▶ **Problem details**
Transcribe every record in full, keeping it exactly the same.

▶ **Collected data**
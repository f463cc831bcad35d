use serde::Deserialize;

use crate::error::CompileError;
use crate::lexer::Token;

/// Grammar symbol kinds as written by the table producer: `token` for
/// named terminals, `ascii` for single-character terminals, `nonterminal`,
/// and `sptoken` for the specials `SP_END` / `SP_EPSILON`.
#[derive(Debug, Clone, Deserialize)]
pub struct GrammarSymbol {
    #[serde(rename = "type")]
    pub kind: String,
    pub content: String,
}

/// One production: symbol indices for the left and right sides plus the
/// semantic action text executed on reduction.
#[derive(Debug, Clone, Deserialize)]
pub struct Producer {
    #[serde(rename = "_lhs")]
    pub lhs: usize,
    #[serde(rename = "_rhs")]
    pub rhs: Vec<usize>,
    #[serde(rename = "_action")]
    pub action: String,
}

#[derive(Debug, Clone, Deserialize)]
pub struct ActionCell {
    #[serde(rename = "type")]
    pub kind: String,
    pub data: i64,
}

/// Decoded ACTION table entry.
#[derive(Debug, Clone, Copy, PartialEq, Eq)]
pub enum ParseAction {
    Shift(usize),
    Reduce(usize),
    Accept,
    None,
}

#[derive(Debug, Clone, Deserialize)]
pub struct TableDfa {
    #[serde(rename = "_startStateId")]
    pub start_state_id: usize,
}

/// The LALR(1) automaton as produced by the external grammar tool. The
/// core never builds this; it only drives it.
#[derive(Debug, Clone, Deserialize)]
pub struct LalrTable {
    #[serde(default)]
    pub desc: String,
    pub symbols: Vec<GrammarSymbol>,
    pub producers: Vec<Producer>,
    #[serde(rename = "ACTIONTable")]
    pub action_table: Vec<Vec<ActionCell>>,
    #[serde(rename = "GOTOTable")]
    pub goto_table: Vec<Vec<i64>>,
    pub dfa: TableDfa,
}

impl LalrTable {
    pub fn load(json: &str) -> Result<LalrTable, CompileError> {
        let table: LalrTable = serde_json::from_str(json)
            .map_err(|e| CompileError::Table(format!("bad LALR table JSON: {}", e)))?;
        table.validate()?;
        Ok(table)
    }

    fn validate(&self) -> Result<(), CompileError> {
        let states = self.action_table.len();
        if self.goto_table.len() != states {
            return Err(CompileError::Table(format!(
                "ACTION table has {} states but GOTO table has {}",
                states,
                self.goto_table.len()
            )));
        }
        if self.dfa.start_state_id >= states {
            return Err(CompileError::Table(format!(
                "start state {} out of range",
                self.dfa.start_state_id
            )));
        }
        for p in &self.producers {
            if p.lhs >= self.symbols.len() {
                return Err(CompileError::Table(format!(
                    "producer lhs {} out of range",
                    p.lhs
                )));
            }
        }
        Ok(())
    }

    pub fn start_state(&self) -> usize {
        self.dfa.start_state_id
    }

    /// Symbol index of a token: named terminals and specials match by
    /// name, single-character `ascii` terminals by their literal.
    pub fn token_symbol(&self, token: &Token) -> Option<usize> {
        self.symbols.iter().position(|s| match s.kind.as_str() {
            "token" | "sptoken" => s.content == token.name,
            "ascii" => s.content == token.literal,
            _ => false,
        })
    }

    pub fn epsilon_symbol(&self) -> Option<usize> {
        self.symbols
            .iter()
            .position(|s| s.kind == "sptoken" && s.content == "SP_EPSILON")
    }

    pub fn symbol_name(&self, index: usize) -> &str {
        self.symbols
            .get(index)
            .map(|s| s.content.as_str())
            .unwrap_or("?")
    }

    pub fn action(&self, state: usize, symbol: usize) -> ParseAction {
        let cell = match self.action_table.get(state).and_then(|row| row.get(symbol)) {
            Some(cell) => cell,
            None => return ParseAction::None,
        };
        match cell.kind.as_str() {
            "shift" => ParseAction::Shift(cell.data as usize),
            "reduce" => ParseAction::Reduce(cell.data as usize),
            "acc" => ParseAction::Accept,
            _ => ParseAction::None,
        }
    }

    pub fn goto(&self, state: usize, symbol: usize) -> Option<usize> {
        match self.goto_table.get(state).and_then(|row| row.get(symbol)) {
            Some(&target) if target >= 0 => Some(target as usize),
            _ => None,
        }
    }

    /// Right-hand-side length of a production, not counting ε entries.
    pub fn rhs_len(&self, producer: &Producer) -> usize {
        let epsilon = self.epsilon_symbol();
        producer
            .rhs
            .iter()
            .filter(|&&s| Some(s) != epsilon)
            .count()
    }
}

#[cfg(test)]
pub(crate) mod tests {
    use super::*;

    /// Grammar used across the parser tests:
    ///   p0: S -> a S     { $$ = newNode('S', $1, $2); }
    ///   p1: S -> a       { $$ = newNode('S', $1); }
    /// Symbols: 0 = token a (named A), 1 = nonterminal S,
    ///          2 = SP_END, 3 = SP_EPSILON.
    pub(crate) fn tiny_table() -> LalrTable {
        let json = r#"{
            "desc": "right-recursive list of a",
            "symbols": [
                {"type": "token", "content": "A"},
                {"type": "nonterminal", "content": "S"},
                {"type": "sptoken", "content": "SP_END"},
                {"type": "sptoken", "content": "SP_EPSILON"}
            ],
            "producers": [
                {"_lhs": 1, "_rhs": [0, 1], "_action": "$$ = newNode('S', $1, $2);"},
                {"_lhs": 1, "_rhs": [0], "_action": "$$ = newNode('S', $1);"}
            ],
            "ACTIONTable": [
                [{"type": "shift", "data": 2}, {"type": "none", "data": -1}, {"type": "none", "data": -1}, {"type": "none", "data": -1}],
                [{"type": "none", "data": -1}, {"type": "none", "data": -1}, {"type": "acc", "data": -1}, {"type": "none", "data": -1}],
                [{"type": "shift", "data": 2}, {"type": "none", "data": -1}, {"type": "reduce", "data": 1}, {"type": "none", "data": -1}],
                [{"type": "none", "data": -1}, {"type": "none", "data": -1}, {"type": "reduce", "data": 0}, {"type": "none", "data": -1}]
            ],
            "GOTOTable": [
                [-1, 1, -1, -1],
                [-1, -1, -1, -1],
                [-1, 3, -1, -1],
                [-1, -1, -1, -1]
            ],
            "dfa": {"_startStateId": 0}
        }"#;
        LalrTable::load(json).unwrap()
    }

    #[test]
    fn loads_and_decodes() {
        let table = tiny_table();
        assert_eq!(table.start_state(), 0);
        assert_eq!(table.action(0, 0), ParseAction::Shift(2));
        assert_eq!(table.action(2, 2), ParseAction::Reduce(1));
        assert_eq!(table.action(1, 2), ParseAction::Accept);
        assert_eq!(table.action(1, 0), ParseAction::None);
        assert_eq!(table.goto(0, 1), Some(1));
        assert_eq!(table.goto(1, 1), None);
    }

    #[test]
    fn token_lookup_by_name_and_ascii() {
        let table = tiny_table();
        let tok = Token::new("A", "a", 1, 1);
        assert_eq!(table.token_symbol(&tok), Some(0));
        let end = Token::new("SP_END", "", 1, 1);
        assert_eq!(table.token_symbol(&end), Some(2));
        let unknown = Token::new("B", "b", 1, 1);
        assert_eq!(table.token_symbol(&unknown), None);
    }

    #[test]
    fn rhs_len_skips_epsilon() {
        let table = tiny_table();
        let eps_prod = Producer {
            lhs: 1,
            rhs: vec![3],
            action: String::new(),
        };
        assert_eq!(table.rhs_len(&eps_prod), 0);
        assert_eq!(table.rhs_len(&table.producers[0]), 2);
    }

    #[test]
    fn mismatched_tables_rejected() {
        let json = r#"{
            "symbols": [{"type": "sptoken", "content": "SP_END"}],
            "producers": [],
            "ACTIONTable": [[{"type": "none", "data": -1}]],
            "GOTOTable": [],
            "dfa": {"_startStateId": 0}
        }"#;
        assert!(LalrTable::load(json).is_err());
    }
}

▶ **Exercise answer**
repository f463cc831bcad35d
use serde::Deserialize;

use crate::error::CompileError;
use crate::lexer::Token;

/// Grammar symbol kinds as written by the table producer: `token` for
/// named terminals, `ascii` for single-character terminals, `nonterminal`,
/// and `sptoken` for the specials `SP_END` / `SP_EPSILON`.
#[derive(Debug, Clone, Deserialize)]
pub struct GrammarSymbol {
    #[serde(rename = "type")]
    pub kind: String,
    pub content: String,
}

/// One production: symbol indices for the left and right sides plus the
/// semantic action text executed on reduction.
#[derive(Debug, Clone, Deserialize)]
pub struct Producer {
    #[serde(rename = "_lhs")]
    pub lhs: usize,
    #[serde(rename = "_rhs")]
    pub rhs: Vec<usize>,
    #[serde(rename = "_action")]
    pub action: String,
}

#[derive(Debug, Clone, Deserialize)]
pub struct ActionCell {
    #[serde(rename = "type")]
    pub kind: String,
    pub data: i64,
}

/// Decoded ACTION table entry.
#[derive(Debug, Clone, Copy, PartialEq, Eq)]
pub enum ParseAction {
    Shift(usize),
    Reduce(usize),
    Accept,
    None,
}

#[derive(Debug, Clone, Deserialize)]
pub struct TableDfa {
    #[serde(rename = "_startStateId")]
    pub start_state_id: usize,
}

/// The LALR(1) automaton as produced by the external grammar tool. The
/// core never builds this; it only drives it.
#[derive(Debug, Clone, Deserialize)]
pub struct LalrTable {
    #[serde(default)]
    pub desc: String,
    pub symbols: Vec<GrammarSymbol>,
    pub producers: Vec<Producer>,
    #[serde(rename = "ACTIONTable")]
    pub action_table: Vec<Vec<ActionCell>>,
    #[serde(rename = "GOTOTable")]
    pub goto_table: Vec<Vec<i64>>,
    pub dfa: TableDfa,
}

impl LalrTable {
    pub fn load(json: &str) -> Result<LalrTable, CompileError> {
        let table: LalrTable = serde_json::from_str(json)
            .map_err(|e| CompileError::Table(format!("bad LALR table JSON: {}", e)))?;
        table.validate()?;
        Ok(table)
    }

    fn validate(&self) -> Result<(), CompileError> {
        let states = self.action_table.len();
        if self.goto_table.len() != states {
            return Err(CompileError::Table(format!(
                "ACTION table has {} states but GOTO table has {}",
                states,
                self.goto_table.len()
            )));
        }
        if self.dfa.start_state_id >= states {
            return Err(CompileError::Table(format!(
                "start state {} out of range",
                self.dfa.start_state_id
            )));
        }
        for p in &self.producers {
            if p.lhs >= self.symbols.len() {
                return Err(CompileError::Table(format!(
                    "producer lhs {} out of range",
                    p.lhs
                )));
            }
        }
        Ok(())
    }

    pub fn start_state(&self) -> usize {
        self.dfa.start_state_id
    }

    /// Symbol index of a token: named terminals and specials match by
    /// name, single-character `ascii` terminals by their literal.
    pub fn token_symbol(&self, token: &Token) -> Option<usize> {
        self.symbols.iter().position(|s| match s.kind.as_str() {
            "token" | "sptoken" => s.content == token.name,
            "ascii" => s.content == token.literal,
            _ => false,
        })
    }

    pub fn epsilon_symbol(&self) -> Option<usize> {
        self.symbols
            .iter()
            .position(|s| s.kind == "sptoken" && s.content == "SP_EPSILON")
    }

    pub fn symbol_name(&self, index: usize) -> &str {
        self.symbols
            .get(index)
            .map(|s| s.content.as_str())
            .unwrap_or("?")
    }

    pub fn action(&self, state: usize, symbol: usize) -> ParseAction {
        let cell = match self.action_table.get(state).and_then(|row| row.get(symbol)) {
            Some(cell) => cell,
            None => return ParseAction::None,
        };
        match cell.kind.as_str() {
            "shift" => ParseAction::Shift(cell.data as usize),
            "reduce" => ParseAction::Reduce(cell.data as usize),
            "acc" => ParseAction::Accept,
            _ => ParseAction::None,
        }
    }

    pub fn goto(&self, state: usize, symbol: usize) -> Option<usize> {
        match self.goto_table.get(state).and_then(|row| row.get(symbol)) {
            Some(&target) if target >= 0 => Some(target as usize),
            _ => None,
        }
    }

    /// Right-hand-side length of a production, not counting ε entries.
    pub fn rhs_len(&self, producer: &Producer) -> usize {
        let epsilon = self.epsilon_symbol();
        producer
            .rhs
            .iter()
            .filter(|&&s| Some(s) != epsilon)
            .count()
    }
}

#[cfg(test)]
pub(crate) mod tests {
    use super::*;

    /// Grammar used across the parser tests:
    ///   p0: S -> a S     { $$ = newNode('S', $1, $2); }
    ///   p1: S -> a       { $$ = newNode('S', $1); }
    /// Symbols: 0 = token a (named A), 1 = nonterminal S,
    ///          2 = SP_END, 3 = SP_EPSILON.
    pub(crate) fn tiny_table() -> LalrTable {
        let json = r#"{
            "desc": "right-recursive list of a",
            "symbols": [
                {"type": "token", "content": "A"},
                {"type": "nonterminal", "content": "S"},
                {"type": "sptoken", "content": "SP_END"},
                {"type": "sptoken", "content": "SP_EPSILON"}
            ],
            "producers": [
                {"_lhs": 1, "_rhs": [0, 1], "_action": "$$ = newNode('S', $1, $2);"},
                {"_lhs": 1, "_rhs": [0], "_action": "$$ = newNode('S', $1);"}
            ],
            "ACTIONTable": [
                [{"type": "shift", "data": 2}, {"type": "none", "data": -1}, {"type": "none", "data": -1}, {"type": "none", "data": -1}],
                [{"type": "none", "data": -1}, {"type": "none", "data": -1}, {"type": "acc", "data": -1}, {"type": "none", "data": -1}],
                [{"type": "shift", "data": 2}, {"type": "none", "data": -1}, {"type": "reduce", "data": 1}, {"type": "none", "data": -1}],
                [{"type": "none", "data": -1}, {"type": "none", "data": -1}, {"type": "reduce", "data": 0}, {"type": "none", "data": -1}]
            ],
            "GOTOTable": [
                [-1, 1, -1, -1],
                [-1, -1, -1, -1],
                [-1, 3, -1, -1],
                [-1, -1, -1, -1]
            ],
            "dfa": {"_startStateId": 0}
        }"#;
        LalrTable::load(json).unwrap()
    }

    #[test]
    fn loads_and_decodes() {
        let table = tiny_table();
        assert_eq!(table.start_state(), 0);
        assert_eq!(table.action(0, 0), ParseAction::Shift(2));
        assert_eq!(table.action(2, 2), ParseAction::Reduce(1));
        assert_eq!(table.action(1, 2), ParseAction::Accept);
        assert_eq!(table.action(1, 0), ParseAction::None);
        assert_eq!(table.goto(0, 1), Some(1));
        assert_eq!(table.goto(1, 1), None);
    }

    #[test]
    fn token_lookup_by_name_and_ascii() {
        let table = tiny_table();
        let tok = Token::new("A", "a", 1, 1);
        assert_eq!(table.token_symbol(&tok), Some(0));
        let end = Token::new("SP_END", "", 1, 1);
        assert_eq!(table.token_symbol(&end), Some(2));
        let unknown = Token::new("B", "b", 1, 1);
        assert_eq!(table.token_symbol(&unknown), None);
    }

    #[test]
    fn rhs_len_skips_epsilon() {
        let table = tiny_table();
        let eps_prod = Producer {
            lhs: 1,
            rhs: vec![3],
            action: String::new(),
        };
        assert_eq!(table.rhs_len(&eps_prod), 0);
        assert_eq!(table.rhs_len(&table.producers[0]), 2);
    }

    #[test]
    fn mismatched_tables_rejected() {
        let json = r#"{
            "symbols": [{"type": "sptoken", "content": "SP_END"}],
            "producers": [],
            "ACTIONTable": [[{"type": "none", "data": -1}]],
            "GOTOTable": [],
            "dfa": {"_startStateId": 0}
        }"#;
        assert!(LalrTable::load(json).is_err());
    }
}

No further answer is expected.